Return, word for word, the lines of the listing below from the one with "pub mod scorer;" through the one with "valid range (1-65535).", and no other lines.

──────

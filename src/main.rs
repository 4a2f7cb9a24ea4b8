//! Guessr similarity server entrypoint.

use std::net::SocketAddr;

use mimalloc::MiMalloc;
use tokio::net::TcpListener;
use tokio::signal;

use guessr::config::{Config, StoreSelection};
use guessr::embedding::{EmbedderBackend, EmbeddingProvider};
use guessr::gateway::{HandlerState, check_health, create_router_with_state};
use guessr::scoring::SimilarityScorer;
use guessr::store::{FirestoreStore, InMemoryStore, PromptBackend, PromptStore};

#[global_allocator]
static GLOBAL: MiMalloc = MiMalloc;

#[tokio::main]
async fn main() -> anyhow::Result<()> {
    if std::env::args().any(|arg| arg == "--health-check") {
        std::process::exit(check_health(health_check_port()).await);
    }

    tracing_subscriber::fmt()
        .with_env_filter(tracing_subscriber::EnvFilter::from_default_env())
        .init();

    let config = Config::from_env()?;
    config.validate()?;
    let addr: SocketAddr = config.socket_addr().parse()?;

    tracing::info!(
        bind_addr = %config.bind_addr,
        port = config.port,
        "Guessr starting"
    );

    let http_client = reqwest::Client::builder()
        .timeout(config.request_timeout())
        .build()?;

    let embedder = EmbedderBackend::from_config(http_client.clone(), &config.embedder_config())?;
    let store = build_store(http_client, &config)?;

    tracing::info!(
        embedder = embedder.provider_name(),
        dimensions = embedder.dimensions(),
        store = store.backend_name(),
        "Backends ready"
    );

    let scorer = SimilarityScorer::new(embedder, store, config.scorer_config());
    let app = create_router_with_state(HandlerState::new(scorer));

    let listener = TcpListener::bind(addr).await?;
    tracing::info!(addr = %addr, "Server listening");

    axum::serve(listener, app)
        .with_graceful_shutdown(shutdown_signal())
        .await?;

    tracing::info!("Guessr shutdown complete");
    Ok(())
}

fn build_store(client: reqwest::Client, config: &Config) -> anyhow::Result<PromptBackend> {
    let store = match config.store_selection() {
        StoreSelection::Firestore(fs_config) => {
            tracing::info!(
                project = %fs_config.project_id,
                collection = %fs_config.collection,
                "Using Firestore prompt store"
            );
            PromptBackend::Firestore(FirestoreStore::new(client, fs_config)?)
        }
        StoreSelection::SeedFile(path) => {
            PromptBackend::Memory(InMemoryStore::from_json_file(&path)?)
        }
        StoreSelection::Empty => {
            tracing::warn!("No prompt store configured, starting with an empty in-memory store");
            PromptBackend::Memory(InMemoryStore::new())
        }
    };
    Ok(store)
}

fn health_check_port() -> u16 {
    std::env::var(Config::ENV_PORT)
        .ok()
        .and_then(|p| p.parse::<u16>().ok())
        .unwrap_or(8080)
}

async fn shutdown_signal() {
    let ctrl_c = async {
        if let Err(e) = signal::ctrl_c().await {
            tracing::error!(error = %e, "Failed to install Ctrl+C handler");
            std::future::pending::<()>().await;
        }
    };

    #[cfg(unix)]
    let terminate = async {
        match signal::unix::signal(signal::unix::SignalKind::terminate()) {
            Ok(mut sigterm) => {
                sigterm.recv().await;
            }
            Err(e) => {
                tracing::error!(error = %e, "Failed to install SIGTERM handler");
                std::future::pending::<()>().await;
            }
        }
    };

    #[cfg(not(unix))]
    let terminate = std::future::pending::<()>();

    tokio::select! {
        _ = ctrl_c => {
            tracing::info!("Received Ctrl+C, initiating graceful shutdown");
        }
        _ = terminate => {
            tracing::info!("Received SIGTERM, initiating graceful shutdown");
        }
    }
}
#![allow(dead_code)]

pub mod harness;
pub mod http_client;
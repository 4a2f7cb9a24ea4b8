use serde::Deserialize;

use super::error::GatewayError;

/// Query string of `POST /api/getSim`.
#[derive(Debug, Clone, Default, Deserialize)]
pub struct SimQuery {
    pub pid: Option<String>,
}

/// JSON body of `POST /api/getSim`.
#[derive(Debug, Clone, Default, Deserialize)]
pub struct GuessPayload {
    #[serde(default)]
    pub guess: Option<String>,
}

/// Extracts the guess from a raw request body.
///
/// A blank body carries no guess. Anything else must be a JSON object whose
/// `guess` field, when present, is a string or `null`.
pub(crate) fn parse_guess(body: &[u8]) -> Result<Option<String>, GatewayError> {
    if body.iter().all(u8::is_ascii_whitespace) {
        return Ok(None);
    }

    let payload: GuessPayload = serde_json::from_slice(body)
        .map_err(|e| GatewayError::InvalidRequest(format!("Invalid request body: {e}")))?;
    Ok(payload.guess)
}
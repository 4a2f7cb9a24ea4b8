use std::time::Duration;

use thiserror::Error;

#[derive(Debug, Clone, PartialEq, Error)]
pub enum EmbeddingError {
    #[error("embedding request failed: {reason}")]
    RequestFailed { reason: String },

    #[error("embedding request timed out after {after:?}")]
    Timeout { after: Duration },

    #[error("embedding provider rate limited the request: {message}")]
    RateLimited { message: String },

    #[error("embedding provider returned {status}: {message}")]
    Api { status: u16, message: String },

    #[error("invalid embedding response: {reason}")]
    InvalidResponse { reason: String },

    #[error("invalid embedder configuration: {reason}")]
    InvalidConfig { reason: String },
}

impl EmbeddingError {
    /// Returns `true` when retrying the same request may succeed.
    pub fn is_transient(&self) -> bool {
        match self {
            EmbeddingError::RequestFailed { .. }
            | EmbeddingError::Timeout { .. }
            | EmbeddingError::RateLimited { .. } => true,
            EmbeddingError::Api { status, .. } => *status >= 500,
            EmbeddingError::InvalidResponse { .. } | EmbeddingError::InvalidConfig { .. } => false,
        }
    }
}
//! Guess scoring pipeline.
//!
//! [`SimilarityScorer`] resolves the prompt from a [`PromptStore`](crate::store::PromptStore),
//! embeds guess and prompt concurrently with an
//! [`EmbeddingProvider`](crate::embedding::EmbeddingProvider), and compares the two
//! vectors with [`cosine_similarity`](crate::similarity::cosine_similarity).
//!
//! Every external call is bounded by [`ScorerConfig::request_timeout`]. Transient
//! embedding failures (network errors, timeouts, 429, 5xx) are retried up to
//! [`ScorerConfig::max_retries`] times with doubling backoff; store lookups are not
//! retried.

pub mod error;
pub mod scorer;
pub mod types;

#[cfg(test)]
mod tests;

pub use error::ScoringError;
pub use scorer::SimilarityScorer;
pub use types::{ErrorKind, ScoreOutcome, ScorerConfig};
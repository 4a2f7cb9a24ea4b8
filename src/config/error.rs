//! Configuration error types.

use std::path::PathBuf;
use thiserror::Error;

/// Errors that can occur during configuration loading and validation.
#[derive(Debug, Error)]
pub enum ConfigError {
    /// Port value is outside valid range (1-65535).
    #[error("invalid port '{value}': must be between 1 and 65535")]
    InvalidPort { value: String },

    /// Port string could not be parsed as a number.
    #[error("failed to parse port '{value}': {source}")]
    PortParseError {
        value: String,
        #[source]
        source: std::num::ParseIntError,
    },

    /// Bind address string could not be parsed.
    #[error("failed to parse bind address '{value}': {source}")]
    InvalidBindAddr {
        value: String,
        #[source]
        source: std::net::AddrParseError,
    },

    /// A numeric setting could not be parsed.
    #[error("failed to parse {name}='{value}': {source}")]
    InvalidNumber {
        name: &'static str,
        value: String,
        #[source]
        source: std::num::ParseIntError,
    },

    /// A setting parsed but is out of range.
    #[error("invalid {name}: {reason}")]
    InvalidValue { name: &'static str, reason: String },

    /// Specified path does not exist on the filesystem.
    #[error("path does not exist: {path}")]
    PathNotFound { path: PathBuf },

    /// Path exists but is not a file (when a file was expected).
    #[error("path is not a file: {path}")]
    NotAFile { path: PathBuf },

    /// Both a Firestore project and a seed file were configured.
    #[error(
        "conflicting prompt store settings: {firestore_var} and {path_var} are mutually exclusive"
    )]
    ConflictingStoreSelection {
        firestore_var: &'static str,
        path_var: &'static str,
    },
}
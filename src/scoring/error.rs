use std::time::Duration;

use thiserror::Error;

use crate::embedding::EmbeddingError;
use crate::similarity::SimilarityError;
use crate::store::StoreError;

use super::types::ErrorKind;

#[derive(Debug, Error)]
pub enum ScoringError {
    #[error("No prompt id provided")]
    MissingPromptId,

    #[error("No guess provided")]
    MissingGuess,

    #[error("Prompt {id} not found")]
    PromptNotFound { id: String },

    #[error("document store error: {0}")]
    Store(#[from] StoreError),

    #[error("embedding provider error: {0}")]
    Embedding(#[from] EmbeddingError),

    #[error("{operation} timed out after {after:?}")]
    Timeout {
        operation: &'static str,
        after: Duration,
    },

    #[error("similarity failed: {0}")]
    Similarity(#[from] SimilarityError),
}

impl ScoringError {
    pub fn kind(&self) -> ErrorKind {
        match self {
            ScoringError::MissingPromptId | ScoringError::MissingGuess => ErrorKind::Validation,
            ScoringError::PromptNotFound { .. } => ErrorKind::NotFound,
            ScoringError::Store(_) => ErrorKind::Provider,
            ScoringError::Embedding(EmbeddingError::Timeout { .. })
            | ScoringError::Timeout { .. } => ErrorKind::Timeout,
            ScoringError::Embedding(_) => ErrorKind::Provider,
            ScoringError::Similarity(SimilarityError::DegenerateVector { .. }) => {
                ErrorKind::DegenerateVector
            }
            ScoringError::Similarity(SimilarityError::InvalidInput { .. }) => {
                ErrorKind::InvalidInput
            }
        }
    }
}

──────

Solution to this exercise -
pub mod scorer;
pub mod types;

#[cfg(test)]
mod tests;

pub use error::ScoringError;
pub use scorer::SimilarityScorer;
pub use types::{ErrorKind, ScoreOutcome, ScorerConfig};
repository 4a2f7cb9a24ea4b8
filename src/config/error.rs
//! Configuration error types.

use std::path::PathBuf;
use thiserror::Error;

/// Errors that can occur during configuration loading and validation.
#[derive(Debug, Error)]
pub enum ConfigError {
    /// Port value is outside valid range (1-65535).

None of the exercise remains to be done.